Ohio has one of the most extensive gambling markets in the US, despite not offering licensed online casino gambling. But sportsbook operators have been warned by the state’s regulator, the Ohio Casino Control Commission (OCCC), to stay away from offering prediction markets. 

These markets differ from traditional betting markets and function in a similar way to financial exchanges, where customers trade contracts based on a yes/no or win/lose dynamic. Contracts trade from $0 to $1, with trading based on market values. Contracts trading at $0.75 would expire at $1 if the prediction is correct, resulting in a $0.25 profit. If the selection is incorrect, there is no return for the customer.

Ohio’s sports betting market already generates almost $9 billion in handle, over $900 million in revenue, and is worth more than $181 million in taxes to the state. The online sports betting market dwarfs the retail market, grossing $882 million in revenue compared to around $18 million from land-based alternatives.

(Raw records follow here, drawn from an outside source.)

//! Rule-driven extraction of identifiers from commit messages and branch name.

use std::collections::{BTreeMap, HashSet};

use regex_lite::Regex;
use tracing::warn;

use crate::rules::ExtractionRule;

/// Matches per extraction pattern, deduplicated in first-seen order.
///
/// A pattern with no matches has no entry at all.
pub type ExtractedInfo = BTreeMap<String, Vec<String>>;

/// Run every extraction rule over the commit messages and branch name.
///
/// Rules sharing a pattern accumulate into one bucket. A rule whose pattern
/// does not compile is skipped with a warning.
pub fn extract_info_by_rules(
    commit_messages: &str,
    branch_name: &str,
    rules: &[ExtractionRule],
) -> ExtractedInfo {
    let mut extracted = ExtractedInfo::new();
    if rules.is_empty() {
        return extracted;
    }

    let corpus = format!("{}\n{}", commit_messages, branch_name);

    for rule in rules {
        let re = match Regex::new(&rule.pattern) {
            Ok(re) => re,
            Err(e) => {
                warn!("Skipping extraction rule with invalid pattern {:?}: {}", rule.pattern, e);
                continue;
            }
        };

        let mut seen = HashSet::new();
        let matches: Vec<String> = re
            .find_iter(&corpus)
            .map(|m| m.as_str())
            .filter(|m| !m.is_empty() && seen.insert(*m))
            .map(str::to_string)
            .collect();

        if !matches.is_empty() {
            extracted
                .entry(rule.pattern.clone())
                .or_default()
                .extend(matches);
        }
    }

    extracted
}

The state’s casino industry is limited to retail casinos only, with no tribal operations. The 11 state-licensed casinos generate almost $2.4 billion in gross gaming revenue and provide more than $1 billion in taxes. The lack of online casino operations means the state is missing out on valuable revenue streams, with online casino expert Andjelija Blagojevic explaining that offshore alternatives are proving popular among Ohioans.

Bettors can legally access offshore casino operators and take advantage of enticing bonuses, a wide range of games, and a variety of payment methods. Consumers can read more about the benefits and convenience of online casinos, as well as how they are licensed.

Only seven US states currently offer licensed online casino betting, but many more are currently considering legislative changes that would allow it. This would bring millions to the states in tax revenue, and would also give state regulators greater control over the betting markets being accessed by local consumers.

Offshore operators work outside the jurisdiction of the OCCC, and the latest moves by the regulator show how they can manage the markets on offer. The letter issued by the OCCC makes it clear to operators that expansion into unlicensed markets brings the industry into disrepute and could damage its reputation.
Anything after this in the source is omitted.